The following is an algorithm for sampling an integer in the interval [a, b) with probability proportional to a unimodal distribution of weights (that is, nowhere decreasing on the left and nowhere increasing on the right) (Chewi et al. 2022)[^12]. It assumes the mode (the point with the highest weight) is known. An example is [1, 3, 9, 4, 4] when a = 0 and b = 5, and the mode is 2, which corresponds to the weight 9. It has a logarithmic time complexity in terms of setup and sampling.

• Setup:
1. Find the point with the highest weight, such as via binary search. Call this point mode.
2. Run the setup for nowhere decreasing weights on the interval [a, mode), then run the setup for nowhere increasing weights on the interval [mode, b). Both setups are described in the previous section.

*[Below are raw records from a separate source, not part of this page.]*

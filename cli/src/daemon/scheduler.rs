// Copyright (c) 2026 100monkeys.ai
// SPDX-License-Identifier: AGPL-3.0

//! Foreground daemon loop: resumes unfinished processes, runs the daily
//! expiry sweep and reminder dispatch, and serves Prometheus metrics.

use anyhow::{Context, Result};
use chrono::{DateTime, NaiveDate, Timelike, Utc};
use metrics_exporter_prometheus::PrometheusBuilder;
use std::path::PathBuf;
use std::time::Duration;
use tokio::signal;
use tracing::{error, info, info_span, warn, Instrument};

use lifecycle_core::application::expiry_sweep::SweepOptions;
use lifecycle_core::domain::clock::Clock;
use lifecycle_core::domain::lifecycle_config::LifecycleConfigManifest;

use super::{remove_pid_file, write_pid_file};
use crate::embedded::LifecycleHost;

const TICK: Duration = Duration::from_secs(60);

pub async fn run_daemon(config_path: Option<PathBuf>) -> Result<()> {
    let config = LifecycleConfigManifest::load_or_default(config_path)
        .context("Failed to load configuration")?;
    config
        .validate()
        .context("Configuration validation failed")?;

    let pid = std::process::id();
    write_pid_file(pid)?;
    let _guard = PidFileGuard;

    info!("Lifecycle daemon starting (PID: {})", pid);

    if let Some(metrics) = config
        .spec
        .observability
        .as_ref()
        .and_then(|o| o.metrics.as_ref())
        .filter(|m| m.enabled)
    {
        PrometheusBuilder::new()
            .with_http_listener(([0, 0, 0, 0], metrics.port))
            .install()
            .context("Failed to install Prometheus exporter")?;
        info!(port = metrics.port, "Metrics exporter listening");
    }

    let host = LifecycleHost::from_config(config).await?;

    match host.runtime.resume_incomplete().await {
        Ok(resumed) => info!(count = resumed.len(), "Startup resume complete"),
        Err(e) => error!(error = %e, "Failed to resume unfinished processes"),
    }

    let shutdown = shutdown_signal();
    tokio::pin!(shutdown);

    let mut ticker = tokio::time::interval(TICK);
    let mut last_sweep: Option<NaiveDate> = None;

    loop {
        tokio::select! {
            _ = &mut shutdown => break,
            _ = ticker.tick() => {
                tick(&host, &mut last_sweep).await;
            }
        }
    }

    info!(running = host.runtime.running().len(), "Daemon shutting down");
    host.runtime.shutdown();

    Ok(())
}

async fn tick(host: &LifecycleHost, last_sweep: &mut Option<NaiveDate>) {
    let reaped = host.runtime.reap_finished();
    if reaped > 0 {
        info!(reaped, "Reaped finished processes");
    }

    // Requests created by one-shot commands are picked up here
    if let Err(e) = host.runtime.resume_incomplete().await {
        warn!(error = %e, "Resume pass failed");
    }

    let now = host.clock.now();
    if !sweep_due(now, host.config.spec.sweep.schedule_hour_utc, *last_sweep) {
        return;
    }
    let today = now.date_naive();
    *last_sweep = Some(today);

    async {
        let options = SweepOptions {
            run_date: today,
            dry_run: host.config.spec.sweep.dry_run,
            chunk_size: host.config.spec.sweep.chunk_size,
        };
        match host.sweep.run(options).await {
            Ok(report) => info!(
                batch_id = %report.log.id,
                expired = report.log.succeeded,
                failed = report.log.failed,
                deactivated = report.deactivated_agents.len(),
                "Scheduled sweep finished"
            ),
            Err(e) => error!(error = %e, "Scheduled sweep failed"),
        }

        match host
            .licenses
            .send_due_reminders(host.collaborators.notifications.as_ref(), today)
            .await
        {
            Ok(sent) => info!(sent, "Renewal reminders dispatched"),
            Err(e) => error!(error = %e, "Reminder dispatch failed"),
        }
    }
    .instrument(info_span!("daily_run", date = %today))
    .await;
}

/// The daily run fires once per UTC date, at or after the scheduled hour.
fn sweep_due(now: DateTime<Utc>, schedule_hour_utc: u32, last_run: Option<NaiveDate>) -> bool {
    now.hour() >= schedule_hour_utc && last_run != Some(now.date_naive())
}

struct PidFileGuard;

impl Drop for PidFileGuard {
    fn drop(&mut self) {
        let _ = remove_pid_file();
    }
}

async fn shutdown_signal() {
    let ctrl_c = async {
        if let Err(e) = signal::ctrl_c().await {
            error!(error = %e, "Failed to listen for Ctrl+C");
            std::future::pending::<()>().await;
        }
    };

    #[cfg(unix)]
    let terminate = async {
        match signal::unix::signal(signal::unix::SignalKind::terminate()) {
            Ok(mut stream) => {
                stream.recv().await;
            }
            Err(e) => {
                error!(error = %e, "Failed to install SIGTERM handler");
                std::future::pending::<()>().await;
            }
        }
    };

    #[cfg(not(unix))]
    let terminate = std::future::pending::<()>();

    tokio::select! {
        _ = ctrl_c => {
            info!("Received Ctrl+C signal");
        },
        _ = terminate => {
            info!("Received SIGTERM signal");
        },
    }
}

#[cfg(test)]
mod tests {
    use super::*;
    use chrono::TimeZone;

    #[test]
    fn test_sweep_due_once_per_day_after_hour() {
        let early = Utc.with_ymd_and_hms(2025, 3, 10, 1, 30, 0).unwrap();
        let later = Utc.with_ymd_and_hms(2025, 3, 10, 2, 0, 0).unwrap();
        let today = later.date_naive();

        assert!(!sweep_due(early, 2, None));
        assert!(sweep_due(later, 2, None));
        assert!(!sweep_due(later, 2, Some(today)));

        let next_day = Utc.with_ymd_and_hms(2025, 3, 11, 2, 0, 0).unwrap();
        assert!(sweep_due(next_day, 2, Some(today)));
    }
}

Then, concatenate the two q lists into one, the two r lists into one, and the two D lists into one.
• The sampling is the same as for the algorithms in the previous section.

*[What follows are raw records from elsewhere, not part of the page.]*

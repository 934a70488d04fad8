// Copyright (c) 2026 100monkeys.ai
// SPDX-License-Identifier: AGPL-3.0

// Event Bus Implementation - Pub/Sub for Domain Events
//
// In-memory event streaming over tokio broadcast channels. Observers (the
// CLI's `--follow` output, the daemon's log stream) subscribe here.
// Events are not persisted; the store and its audit trail are the record.

use crate::domain::agent::AgentId;
use crate::domain::events::{LicenseEvent, ReinstatementEvent, SweepEvent, TerminationEvent};
use serde::{Deserialize, Serialize};
use std::sync::Arc;
use tokio::sync::broadcast;
use tracing::{debug, warn};

/// Unified domain event type for the event bus
#[derive(Debug, Clone, Serialize, Deserialize)]
#[serde(tag = "type", rename_all = "snake_case")]
pub enum DomainEvent {
    License(LicenseEvent),
    Sweep(SweepEvent),
    Termination(TerminationEvent),
    Reinstatement(ReinstatementEvent),
}

impl DomainEvent {
    /// The agent an event concerns; sweep summaries concern many.
    pub fn agent_id(&self) -> Option<AgentId> {
        match self {
            DomainEvent::License(LicenseEvent::LicenseTransitioned { agent_id, .. }) => Some(*agent_id),
            DomainEvent::Sweep(_) => None,
            DomainEvent::Termination(event) => Some(match event {
                TerminationEvent::TerminationStarted { agent_id, .. }
                | TerminationEvent::TerminationStepRecorded { agent_id, .. }
                | TerminationEvent::TerminationFinished { agent_id, .. } => *agent_id,
            }),
            DomainEvent::Reinstatement(event) => Some(match event {
                ReinstatementEvent::ReinstatementRequested { agent_id, .. }
                | ReinstatementEvent::ReinstatementResolved { agent_id, .. }
                | ReinstatementEvent::ReinstatementCompleted { agent_id, .. } => *agent_id,
            }),
        }
    }
}

/// Event bus for publishing and subscribing to domain events
#[derive(Clone)]
pub struct EventBus {
    sender: Arc<broadcast::Sender<DomainEvent>>,
}

impl EventBus {
    /// Capacity determines how many events can be buffered before slow
    /// receivers start lagging
    pub fn new(capacity: usize) -> Self {
        let (sender, _) = broadcast::channel(capacity);
        Self {
            sender: Arc::new(sender),
        }
    }

    pub fn with_default_capacity() -> Self {
        Self::new(1000)
    }

    pub fn publish_license_event(&self, event: LicenseEvent) {
        self.publish(DomainEvent::License(event));
    }

    pub fn publish_sweep_event(&self, event: SweepEvent) {
        self.publish(DomainEvent::Sweep(event));
    }

    pub fn publish_termination_event(&self, event: TerminationEvent) {
        self.publish(DomainEvent::Termination(event));
    }

    pub fn publish_reinstatement_event(&self, event: ReinstatementEvent) {
        self.publish(DomainEvent::Reinstatement(event));
    }

    fn publish(&self, event: DomainEvent) {
        debug!("Publishing event: {:?}", event);

        // send() only fails when nobody is subscribed
        let receiver_count = self.sender.send(event).unwrap_or(0);
        if receiver_count == 0 {
            debug!("No subscribers listening to event");
        }
    }

    pub fn subscribe(&self) -> EventReceiver {
        EventReceiver {
            receiver: self.sender.subscribe(),
        }
    }

    /// Subscribe to events concerning a single agent
    pub fn subscribe_agent(&self, agent_id: AgentId) -> AgentEventReceiver {
        AgentEventReceiver {
            receiver: self.sender.subscribe(),
            agent_id,
        }
    }

    pub fn subscriber_count(&self) -> usize {
        self.sender.receiver_count()
    }
}

fn map_recv_error(e: broadcast::error::RecvError) -> EventBusError {
    match e {
        broadcast::error::RecvError::Closed => EventBusError::Closed,
        broadcast::error::RecvError::Lagged(n) => {
            warn!("Event receiver lagged by {} events", n);
            EventBusError::Lagged(n)
        }
    }
}

/// Receiver for all domain events
pub struct EventReceiver {
    receiver: broadcast::Receiver<DomainEvent>,
}

impl EventReceiver {
    pub async fn recv(&mut self) -> Result<DomainEvent, EventBusError> {
        self.receiver.recv().await.map_err(map_recv_error)
    }

    pub fn try_recv(&mut self) -> Result<DomainEvent, EventBusError> {
        self.receiver.try_recv().map_err(|e| match e {
            broadcast::error::TryRecvError::Empty => EventBusError::Empty,
            broadcast::error::TryRecvError::Closed => EventBusError::Closed,
            broadcast::error::TryRecvError::Lagged(n) => {
                warn!("Event receiver lagged by {} events", n);
                EventBusError::Lagged(n)
            }
        })
    }
}

/// Receiver filtered to one agent
pub struct AgentEventReceiver {
    receiver: broadcast::Receiver<DomainEvent>,
    agent_id: AgentId,
}

impl AgentEventReceiver {
    pub async fn recv(&mut self) -> Result<DomainEvent, EventBusError> {
        loop {
            let event = self.receiver.recv().await.map_err(map_recv_error)?;
            if event.agent_id() == Some(self.agent_id) {
                return Ok(event);
            }
        }
    }
}

/// Errors that can occur when receiving events
#[derive(Debug, thiserror::Error)]
pub enum EventBusError {
    #[error("Event bus is closed")]
    Closed,

    #[error("No events available")]
    Empty,

    #[error("Receiver lagged by {0} events (events were dropped)")]
    Lagged(u64),
}

impl Default for EventBus {
    fn default() -> Self {
        Self::with_default_capacity()
    }
}

#[cfg(test)]
mod tests {
    use super::*;
    use crate::domain::reinstatement::ReinstatementId;
    use crate::domain::termination::TerminationId;
    use chrono::Utc;

    #[tokio::test]
    async fn test_event_bus_publish_subscribe() {
        let event_bus = EventBus::new(10);
        let mut receiver = event_bus.subscribe();
        let agent_id = AgentId::new();

        event_bus.publish_termination_event(TerminationEvent::TerminationStarted {
            termination_id: TerminationId::new(),
            agent_id,
            reason_code: "FRAUD".to_string(),
            started_at: Utc::now(),
        });

        match receiver.recv().await.unwrap() {
            DomainEvent::Termination(TerminationEvent::TerminationStarted { agent_id: id, .. }) => {
                assert_eq!(id, agent_id);
            }
            other => panic!("Wrong event type received: {:?}", other),
        }
    }

    #[tokio::test]
    async fn test_agent_event_filtering() {
        let event_bus = EventBus::new(10);
        let agent_id = AgentId::new();
        let mut receiver = event_bus.subscribe_agent(agent_id);

        event_bus.publish_reinstatement_event(ReinstatementEvent::ReinstatementRequested {
            request_id: ReinstatementId::new(),
            agent_id: AgentId::new(),
            requested_by: "someone.else".to_string(),
            decision_deadline: Utc::now(),
        });
        event_bus.publish_reinstatement_event(ReinstatementEvent::ReinstatementRequested {
            request_id: ReinstatementId::new(),
            agent_id,
            requested_by: "agent.self".to_string(),
            decision_deadline: Utc::now(),
        });

        let received = receiver.recv().await.unwrap();
        assert_eq!(received.agent_id(), Some(agent_id));
    }

    #[test]
    fn test_publish_without_subscribers_is_silent() {
        let event_bus = EventBus::default();
        assert_eq!(event_bus.subscriber_count(), 0);
        event_bus.publish_termination_event(TerminationEvent::TerminationFinished {
            termination_id: TerminationId::new(),
            agent_id: AgentId::new(),
            status: crate::domain::termination::WorkflowStatus::Completed,
            error_count: 0,
            finished_at: Utc::now(),
        });
    }
}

#### Weighted Choice with Log Probabilities

Huijben et al. (2022)[^15] reviews the Gumbel max trick and Gumbel softmax distributions.

Note: Because these algorithms involve adding one real number to another and calculating exp of a real number, they can introduce numerical errors unless care is taken (see note 2 in "Distributions with nowhere increasing or nowhere decreasing weights", above).

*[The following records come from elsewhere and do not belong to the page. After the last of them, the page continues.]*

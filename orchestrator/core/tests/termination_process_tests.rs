// Copyright (c) 2026 100monkeys.ai
// SPDX-License-Identifier: AGPL-3.0

use std::sync::atomic::{AtomicUsize, Ordering};
use std::sync::Arc;
use std::time::Duration;

use async_trait::async_trait;
use chrono::NaiveDate;
use tokio::sync::Notify;

use lifecycle_core::application::process_runtime::{
    CancelOutcome, ProcessContext, ProcessOutcome, ProcessRuntime, ProcessSettings,
};
use lifecycle_core::application::repository_factory::LifecycleRepositories;
use lifecycle_core::application::termination::TerminateAgentRequest;
use lifecycle_core::domain::agent::{Agent, AgentId, AgentStatus};
use lifecycle_core::domain::clock::SystemClock;
use lifecycle_core::domain::collaborators::{
    CollaboratorError, DocumentService, PortalAccessService, TerminationLetter,
};
use lifecycle_core::domain::events::TerminationEvent;
use lifecycle_core::domain::process::{LifecycleProcess, RetryPolicy};
use lifecycle_core::domain::repository::{AgentRepository, ArchiveRepository, TerminationRepository};
use lifecycle_core::domain::termination::WorkflowStatus;
use lifecycle_core::infrastructure::collaborators::Collaborators;
use lifecycle_core::infrastructure::decision_gate::DecisionGate;
use lifecycle_core::infrastructure::event_bus::{DomainEvent, EventBus};
use lifecycle_core::infrastructure::repositories::InMemoryLifecycleStore;

struct BrokenDocuments {
    calls: AtomicUsize,
}

#[async_trait]
impl DocumentService for BrokenDocuments {
    async fn render_termination_letter(&self, _letter: &TerminationLetter) -> Result<String, CollaboratorError> {
        self.calls.fetch_add(1, Ordering::SeqCst);
        Err(CollaboratorError::Rejected {
            status: 503,
            message: "template service unavailable".to_string(),
        })
    }
}

/// Portal that blocks inside `disable` until released.
struct SlowPortal {
    entered: Notify,
    release: Notify,
}

#[async_trait]
impl PortalAccessService for SlowPortal {
    async fn disable(&self, _agent_id: AgentId) -> Result<(), CollaboratorError> {
        self.entered.notify_one();
        self.release.notified().await;
        Ok(())
    }

    async fn restore(&self, _agent_id: AgentId) -> Result<(), CollaboratorError> {
        Ok(())
    }
}

fn runtime_with(store: Arc<InMemoryLifecycleStore>, collaborators: Collaborators, event_bus: EventBus) -> ProcessRuntime {
    ProcessRuntime::new(ProcessContext {
        repositories: LifecycleRepositories::in_memory(store),
        collaborators,
        event_bus,
        gate: DecisionGate::new(),
        clock: Arc::new(SystemClock),
        settings: ProcessSettings {
            retry: RetryPolicy::immediate(3),
            ..ProcessSettings::default()
        },
    })
}

async fn seeded_agent(store: &InMemoryLifecycleStore) -> Agent {
    let agent = Agent::new("Ruth Okafor", "ruth.okafor@example.com");
    AgentRepository::save(store, &agent).await.unwrap();
    agent
}

fn termination_request(agent_id: AgentId) -> TerminateAgentRequest {
    TerminateAgentRequest {
        agent_id,
        reason: "Misrepresentation of policy terms".to_string(),
        reason_code: "MISREP".to_string(),
        effective_date: NaiveDate::from_ymd_opt(2025, 3, 1).unwrap(),
        initiated_by: "compliance.officer".to_string(),
    }
}

#[tokio::test]
async fn test_failed_letter_does_not_stop_later_steps() {
    let store = Arc::new(InMemoryLifecycleStore::new());
    let agent = seeded_agent(&store).await;
    let documents = Arc::new(BrokenDocuments {
        calls: AtomicUsize::new(0),
    });
    let collaborators = Collaborators {
        documents: documents.clone(),
        ..Collaborators::logging()
    };
    let runtime = runtime_with(store.clone(), collaborators, EventBus::with_default_capacity());

    let record = runtime.terminate_agent(termination_request(agent.id)).await.unwrap();
    let outcome = runtime
        .wait(LifecycleProcess::Termination {
            termination_id: record.id,
        })
        .await
        .unwrap();
    assert_eq!(outcome, ProcessOutcome::Termination(WorkflowStatus::Completed));
    assert_eq!(documents.calls.load(Ordering::SeqCst), 3);

    let stored = TerminationRepository::get(store.as_ref(), record.id)
        .await
        .unwrap()
        .unwrap();
    assert_eq!(stored.workflow_status, WorkflowStatus::Completed);
    assert!(stored.flags.status_updated);
    assert!(stored.flags.portal_disabled);
    assert!(stored.flags.payouts_stopped);
    assert!(!stored.flags.letter_generated);
    assert!(stored.flags.data_archived);
    assert!(stored.flags.notifications_sent);
    assert_eq!(stored.errors.len(), 1);
    assert_eq!(stored.errors[0].step, "generate_letter");
    assert_eq!(stored.errors[0].attempts, 3);
    assert!(stored.letter_url.is_none());

    let archives = ArchiveRepository::find_by_agent(store.as_ref(), agent.id).await.unwrap();
    assert_eq!(archives.len(), 1);

    let terminated = AgentRepository::get(store.as_ref(), agent.id).await.unwrap().unwrap();
    assert_eq!(terminated.status, AgentStatus::Terminated);
    assert!(!terminated.portal_access_enabled);
    assert!(!terminated.commission_enabled);
}

#[tokio::test]
async fn test_termination_publishes_progress_events() {
    let store = Arc::new(InMemoryLifecycleStore::new());
    let agent = seeded_agent(&store).await;
    let event_bus = EventBus::with_default_capacity();
    let mut receiver = event_bus.subscribe_agent(agent.id);
    let runtime = runtime_with(store, Collaborators::logging(), event_bus);

    let record = runtime.terminate_agent(termination_request(agent.id)).await.unwrap();
    runtime
        .wait(LifecycleProcess::Termination {
            termination_id: record.id,
        })
        .await
        .unwrap();

    let mut steps = 0;
    loop {
        let event = tokio::time::timeout(Duration::from_secs(1), receiver.recv())
            .await
            .expect("event expected")
            .unwrap();
        match event {
            DomainEvent::Termination(TerminationEvent::TerminationStepRecorded { .. }) => steps += 1,
            DomainEvent::Termination(TerminationEvent::TerminationFinished { status, error_count, .. }) => {
                assert_eq!(status, WorkflowStatus::Completed);
                assert_eq!(error_count, 0);
                break;
            }
            _ => {}
        }
    }
    assert_eq!(steps, 5);
}

#[tokio::test]
async fn test_cancel_running_termination_skips_remaining_steps() {
    let store = Arc::new(InMemoryLifecycleStore::new());
    let agent = seeded_agent(&store).await;
    let portal = Arc::new(SlowPortal {
        entered: Notify::new(),
        release: Notify::new(),
    });
    let collaborators = Collaborators {
        portal: portal.clone(),
        ..Collaborators::logging()
    };
    let runtime = runtime_with(store.clone(), collaborators, EventBus::with_default_capacity());

    let record = runtime.terminate_agent(termination_request(agent.id)).await.unwrap();
    let process = LifecycleProcess::Termination {
        termination_id: record.id,
    };

    portal.entered.notified().await;
    assert_eq!(runtime.running(), vec![process]);
    assert_eq!(
        runtime.cancel(process, "hr.lead").await.unwrap(),
        CancelOutcome::Signalled
    );
    portal.release.notify_one();

    let outcome = runtime.wait(process).await.unwrap();
    assert_eq!(outcome, ProcessOutcome::Termination(WorkflowStatus::Failed));

    let stored = TerminationRepository::get(store.as_ref(), record.id)
        .await
        .unwrap()
        .unwrap();
    // The step in flight finishes, the rest are recorded as skipped
    assert!(stored.flags.portal_disabled);
    assert!(!stored.flags.payouts_stopped);
    assert_eq!(stored.errors.len(), 4);
    assert!(stored
        .errors
        .iter()
        .all(|e| e.attempts == 0 && e.message.contains("cancelled by hr.lead")));
    assert!(stored.completed_at.is_some());
    assert!(runtime.running().is_empty());
}

#[tokio::test]
async fn test_cancel_finished_termination_is_refused() {
    let store = Arc::new(InMemoryLifecycleStore::new());
    let agent = seeded_agent(&store).await;
    let runtime = runtime_with(store, Collaborators::logging(), EventBus::with_default_capacity());

    let record = runtime.terminate_agent(termination_request(agent.id)).await.unwrap();
    let process = LifecycleProcess::Termination {
        termination_id: record.id,
    };
    runtime.wait(process).await.unwrap();

    tokio_test::assert_err!(runtime.cancel(process, "hr.lead").await);
}

#[tokio::test]
async fn test_resume_picks_up_unfinished_termination() {
    let store = Arc::new(InMemoryLifecycleStore::new());
    let agent = seeded_agent(&store).await;
    let runtime = runtime_with(store.clone(), Collaborators::logging(), EventBus::with_default_capacity());

    // Record created, process never started (host went down)
    let record = runtime
        .terminations()
        .begin(termination_request(agent.id))
        .await
        .unwrap();
    assert!(runtime.running().is_empty());

    let resumed = runtime.resume_incomplete().await.unwrap();
    let process = LifecycleProcess::Termination {
        termination_id: record.id,
    };
    assert_eq!(resumed, vec![process]);

    let outcome = runtime.wait(process).await.unwrap();
    assert_eq!(outcome, ProcessOutcome::Termination(WorkflowStatus::Completed));
    assert!(runtime.resume_incomplete().await.unwrap().is_empty());
}

#[tokio::test]
async fn test_second_termination_of_same_agent_is_rejected() {
    let store = Arc::new(InMemoryLifecycleStore::new());
    let agent = seeded_agent(&store).await;
    let runtime = runtime_with(store, Collaborators::logging(), EventBus::with_default_capacity());

    runtime.terminate_agent(termination_request(agent.id)).await.unwrap();
    let second = runtime.terminate_agent(termination_request(agent.id)).await;
    tokio_test::assert_err!(second);
    runtime.shutdown();
}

Weighted choice with the Gumbel max trick. Let C>0 be an unknown number. Then, given—

• a vector of the form [p0, p1, ..., pn], where pi is a so-called "unnormalized log probability" of the form ln(x)+C (where C is a constant and x is the probability of getting i),

an integer in the closed interval [0, n] can be sampled as follows:

1. ("Gumbel".) For each pi, generate a "Gumbel variate" G, then set qi to pi+G. (A so-called "Gumbel variate" is distributed as −ln(−ln(U)), where U is a uniform random variate greater than 0 and less than 1.[^16])
2. ("Max".) Return the integer i corresponding to the highest qi value.

Note: "Gumbel top k sampling" samples k items according to their "unnormalized log probabilities" (see Fig. 7 of Huijben et al. (2022)[^15]); this sampling works by doing step 1, then choosing the k integers corresponding to the k highest qi values. With this sampling, though, the probability of getting i (if the plain Gumbel max trick were used) is not necessarily the probability that i is included in the k-item sample (Tillé 2023)[^17].

Weighted choice with the Gumbel softmax trick. Given a vector described above as well as a "temperature" parameter λ > 0, a "continuous relaxation" or "concrete distribution" (which transforms the vector to a new one) can be sampled as follows:

1. ("Gumbel".) For each pi, generate a "Gumbel variate" G, then set qi to pi+G.
2. ("Softmax".) For each qi, set it to exp(qi/λ).
3. Set d to the sum of all values of qi.
4. For each qi, divide it by d.

The algorithm's result is a vector q, which can be used only once to sample i with probability proportional to qi (which is not a "log probability"). (In this case, steps 3 and 4 above can be omitted if that sampling method can work with weights that need not sum to 1.)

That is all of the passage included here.